Most organisations I know run projects in a matrix structure, such that
project leaders have no (like in ZERO, NONE) hierarchic power over
those who perform.
An important part of their job is to negotiate with (internal or
external) subcontractors about when they will perform, or even just
when they intend to deliver. That is not what I call "calling the
shots".
This doesn't render the usage of MS Project less important, only
different.
For instance once they have agreed with a subcontractor they may well
use a Must Start On constraint, for instance to be warned by Project
when a task leading up to the subcon's agreed date may jeopardize that
agreement.
Management in such cases is done far more based on duration and
constraints, and it is typical for that project orhganisation and
management.
And BTW, I guess 7,2 hrs of work is just an estimate for 1 day, but as
Project's default for Work is in hours, people may call it that way.
Greetings,
--
Jan De Messemaeker
Microsoft Project MVP
http://users.online.be/prom-ade
"Steve House" <sjhouse at hotmail dot com> wrote in message
Just a point to ponder ... if the work only requires 7.2 hours of
actual
work (how do you estimate work that precisely, anyway? That's 3%
accuracy!)
why are you letting the resource have 10 times that length of time it
which
to do it? As PM you should be calling the shots - go to that resource
at
tell them "It looks like everything will be ready for you to start
that task
Tuesday afternoon or first thing Wednesday morning so can I count on
you
having it finished by the end of the day Wednesday?" Now it could be
that
there are other things on the resource's plate that mean it'll take
him
longer and of course consult with him so as to take that into account,
but
my suggestion is to stop thinking in terms of windows of opportunity
and
instead focus on how soon you can get your resources to finish the
work. As
Larry the Cable Guy says, "Just git 'er done."
--
Steve House [Project MVP]
MS Project Trainer & Consultant
Visit
http://www.mvps.org/project/faqs.htm for the FAQs
I have a task (A) that will require 7.2 hours of work but is not
estimated
to finish for 10 days.

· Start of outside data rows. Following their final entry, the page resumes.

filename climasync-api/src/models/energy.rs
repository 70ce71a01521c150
use std::collections::BTreeMap;

use serde::{Deserialize, Serialize};

use super::{DeviceKind, Location};

#[cfg_attr(feature = "docs", derive(utoipa::ToSchema))]
#[derive(Debug, Clone, Serialize, Deserialize)]
pub struct UpdatePowerRequest {
    /// Device wire name (`led`, `fan`, `fog`, `heater`)
    pub device: String,
    /// New rated draw in watts, as a number or numeric text
    #[serde(deserialize_with = "super::sensor::lenient_f64")]
    pub power: f64,
}

#[cfg_attr(feature = "docs", derive(utoipa::ToSchema))]
#[derive(Debug, Clone, Serialize, Deserialize)]
pub struct UpdatePowerResponse {
    pub success: bool,
    pub device: DeviceKind,
    pub power: f64,
}

#[cfg_attr(feature = "docs", derive(utoipa::ToSchema))]
#[derive(Debug, Clone, Serialize, Deserialize)]
pub struct UpdatePriceRequest {
    /// Price per kWh in the configured currency, as a number or numeric text
    #[serde(deserialize_with = "super::sensor::lenient_f64")]
    pub price: f64,
}

#[cfg_attr(feature = "docs", derive(utoipa::ToSchema))]
#[derive(Debug, Clone, Serialize, Deserialize)]
pub struct UpdatePriceResponse {
    pub success: bool,
    pub price: f64,
}

#[cfg_attr(feature = "docs", derive(utoipa::ToSchema))]
#[derive(Debug, Clone, PartialEq, Serialize, Deserialize)]
pub struct DeviceEnergy {
    /// ON-time today in whole seconds
    pub runtime_seconds: u64,
    /// ON-time in hours, two decimals
    pub runtime_hours: f64,
    pub runtime_formatted: String,
    /// Rated draw in watts
    pub power_w: f64,
    /// Consumption in kWh, three decimals
    pub energy_kwh: f64,
    /// Cost rounded to whole currency units, display only
    pub cost: i64,
    pub cost_formatted: String,
}

#[cfg_attr(feature = "docs", derive(utoipa::ToSchema))]
#[derive(Debug, Clone, PartialEq, Serialize, Deserialize)]
pub struct EnergyTotal {
    pub energy_kwh: f64,
    pub cost: i64,
    pub cost_formatted: String,
}

#[cfg_attr(feature = "docs", derive(utoipa::ToSchema))]
#[derive(Debug, Clone, PartialEq, Serialize, Deserialize)]
pub struct FloorEnergy {
    pub devices: BTreeMap<DeviceKind, DeviceEnergy>,
    pub total: EnergyTotal,
}

#[cfg_attr(feature = "docs", derive(utoipa::ToSchema))]
#[derive(Debug, Clone, PartialEq, Serialize, Deserialize)]
pub struct FloorEnergyReport {
    pub daily: FloorEnergy,
    /// Daily figures extrapolated over a 30-day month
    pub monthly: EnergyTotal,
}

#[cfg_attr(feature = "docs", derive(utoipa::ToSchema))]
#[derive(Debug, Clone, PartialEq, Serialize, Deserialize)]
pub struct SiteEnergy {
    pub daily: EnergyTotal,
    pub monthly: EnergyTotal,
}

#[cfg_attr(feature = "docs", derive(utoipa::ToSchema))]
#[derive(Debug, Clone, PartialEq, Serialize, Deserialize)]
pub struct EnergyReport {
    /// Active day, `YYYY-MM-DD`
    pub date: String,
    pub price_per_kwh: f64,
    pub currency: String,
    pub device_power: BTreeMap<DeviceKind, f64>,
    pub floors: BTreeMap<Location, FloorEnergyReport>,
    pub total: SiteEnergy,
}
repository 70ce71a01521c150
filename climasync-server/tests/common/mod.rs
pub mod mock_app;
use std::collections::VecDeque;

use climasync_api::models::{ClimateStats, SensorReading};

pub const DEFAULT_HISTORY_CAPACITY: usize = 1000;

/// Latest climate values of one floor plus a bounded FIFO of today's readings.
#[derive(Debug, Clone)]
pub struct SensorHistory {
    readings: VecDeque<SensorReading>,
    capacity: usize,
    temperature: f64,
    humidity: f64,
}

impl SensorHistory {
    pub fn new(capacity: usize) -> Self {
        Self {
            readings: VecDeque::new(),
            capacity: capacity.max(1),
            temperature: 0.0,
            humidity: 0.0,
        }
    }

    pub fn temperature(&self) -> f64 {
        self.temperature
    }

    pub fn humidity(&self) -> f64 {
        self.humidity
    }

    pub fn set_temperature(&mut self, value: f64) {
        self.temperature = value;
    }

    pub fn set_humidity(&mut self, value: f64) {
        self.humidity = value;
    }

    pub fn append(&mut self, reading: SensorReading) {
        self.temperature = reading.temperature;
        self.humidity = reading.humidity;

        self.readings.push_back(reading);
        while self.readings.len() > self.capacity {
            self.readings.pop_front();
        }
    }

    /// Drops the stored readings. Latest values stay for the live view.
    pub fn clear(&mut self) {
        self.readings.clear();
    }

    pub fn readings(&self) -> Vec<SensorReading> {
        self.readings.iter().copied().collect()
    }

    /// Up to `count` most recent readings, oldest first.
    pub fn recent(&self, count: usize) -> Vec<SensorReading> {
        let skip = self.readings.len().saturating_sub(count);
        self.readings.iter().skip(skip).copied().collect()
    }

    pub fn stats(&self) -> ClimateStats {
        if self.readings.is_empty() {
            return ClimateStats::default();
        }

        let samples = self.readings.len();
        let temps = self.readings.iter().map(|r| r.temperature);
        let hums = self.readings.iter().map(|r| r.humidity);

        ClimateStats {
            samples,
            avg_temp: Some(temps.clone().sum::<f64>() / samples as f64),
            min_temp: temps.clone().reduce(f64::min),
            max_temp: temps.reduce(f64::max),
            avg_hum: Some(hums.clone().sum::<f64>() / samples as f64),
            min_hum: hums.clone().reduce(f64::min),
            max_hum: hums.reduce(f64::max),
        }
    }
}

impl Default for SensorHistory {
    fn default() -> Self {
        Self::new(DEFAULT_HISTORY_CAPACITY)
    }
}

Another task (B) has a FS link to task A.
My questions pertains to the best way to account for the estimated 10
days
it will require task A to complete.
Should task B have a FS+10 days lag time? Or am I better off putting
a
constraint type of "Finish No Later Than" on task A.
Right now I have task B linked to A with a FS+10 Days, What prompted
my
question is that task A is scheduled to start on 8/10/07 and end on
8/11/07 (7.2hrs), when in reality it isn't estimated to end until
8/24/07.
Thanks in advance for your assistance.